VP of Brand & Design for Workrise, Austin's first unicorn startup.

Workrise (formerly RigUp) was the leading workforce management solution for skilled trades, specializing in oil, gas, solar, wind, and construction. Today, Workrise develops software and services that optimize field operations, from sourcing to payments.


As VP of Brand & Design:


Led 5 design teams (4 product, 1 brand).

  • Oversaw a comprehensive company rebrand.
  • Scaled product design by 2x and founded a User Research team.
  • Drove a new design system and design software stack/workflow.

Company Rebrand

COMPANY

Workrise


ROLE

Leadership


DURATION

6 months

The co-founders sought to rebrand the company after an aggressive acquisition strategy brought multiple entities under one umbrella. This rebrand would impact every aspect of marketing and product.


To drive this transformation, I hired a creative director (Ben Slade) to establish an in-house agency and led the large-scale rebrand from RigUp to Workrise.

Goals

RigUp merged 13 companies across six industrial sectors, requiring a rebrand to position itself as the leader in skilled labor management across oil, gas, wind, solar, and commercial construction.


And we had just six months to make it happen. 


* Some of this work was developed in partnership with the talented team at Los York.

Worker Management Tools

COMPANY

Workrise


ROLE

Leadership


DURATION

Ongoing

Workrise’s contingent workforce management tools set it apart from all other skilled labor placement vendors. Before Workrise, contingent workers relied on paper forms, but Workrise revolutionized the industry by creating digital solutions to capture and store all worker information—an industry first.


This innovation played a key role in Workrise securing $300M in Series E funding at a $2.9B valuation.

Goals

Continue refining and enhancing existing products while simultaneously exploring and prototyping new ones.

Process

Research

When I was first hired, I made it a priority to establish a User Research team, starting with my first hirea Principal UX Researcher. From there, she steadily built out the team.


A senior designer on one of the teams excelled at ensuring the team focused on solving the right problems, so I quickly promoted him to lead designer.


We discussed the methodologies he was using, and I challenged him to test, refine, and document a process that would both validate and accelerate design decisions.


Chase Clark (now Lead UX at Calm) explains his approach exceptionally well—you should check it out!

Map from one of Chase’s Problem Framing Workshops

Process

Product design

I implemented several key initiatives to improve our design process:


Established a bi-weekly all-hands showcase and critique to foster collaboration and feedback.

Introduced a weekly design-team-specific critique for deeper design discussions.

Migrated the team to a new design software stack, improving efficiency and saving $48K annually.

Centralized and expanded documentation to create a single source of truth.

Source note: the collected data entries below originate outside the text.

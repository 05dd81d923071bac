//! Canonical timestamp encoding shared by the durable backends.
//!
//! Both the line-delimited file and the relational table store creation
//! times as `YYYY-MM-DDTHH:MM:SSZ`. Fixed-width UTC strings sort
//! lexicographically in chronological order, which the relational backend
//! relies on when ordering in SQL.

use chrono::{DateTime, SecondsFormat, Utc};
use thiserror::Error;

/// Error returned for a stored timestamp that is not UTC RFC 3339 with `Z`.
#[derive(Debug, Clone, Error, PartialEq, Eq)]
pub enum TimestampError {
    /// The value does not carry the literal `Z` UTC designator.
    #[error("created_at '{0}' must be an ISO-8601 UTC timestamp ending in 'Z'")]
    MissingUtcDesignator(String),

    /// The value could not be parsed.
    #[error("created_at '{value}' is not a valid timestamp: {reason}")]
    Unparseable {
        /// The offending value.
        value: String,
        /// Parser diagnostic.
        reason: String,
    },
}

/// Formats a timestamp in the canonical storage encoding.
#[must_use]
pub fn format_timestamp(timestamp: DateTime<Utc>) -> String {
    timestamp.to_rfc3339_opts(SecondsFormat::Secs, true)
}

/// Parses a stored timestamp.
///
/// Fractional seconds are accepted on read; writers never emit them.
///
/// # Errors
///
/// Returns [`TimestampError`] when the value lacks the `Z` suffix or is not
/// valid RFC 3339.
pub fn parse_timestamp(value: &str) -> Result<DateTime<Utc>, TimestampError> {
    if !value.ends_with('Z') {
        return Err(TimestampError::MissingUtcDesignator(value.to_owned()));
    }
    DateTime::parse_from_rfc3339(value)
        .map(|parsed| parsed.with_timezone(&Utc))
        .map_err(|err| TimestampError::Unparseable {
            value: value.to_owned(),
            reason: err.to_string(),
        })
}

‣ Oversaw the development of a comprehensive design system with full engineering support.

Results

I wish we had metrics for this section, but unfortunately, we didn’t prioritize split testing with quantified KPIs. Qualitatively, we were the first to offer a digital skilled labor management system, and the impact was overwhelmingly positive with customers.


Put simply—we helped put food on the table for skilled workers and their families. We got them paid weeks or even months faster than any other system. By reducing paperwork processing time by 14x, we gave workers more time with their families.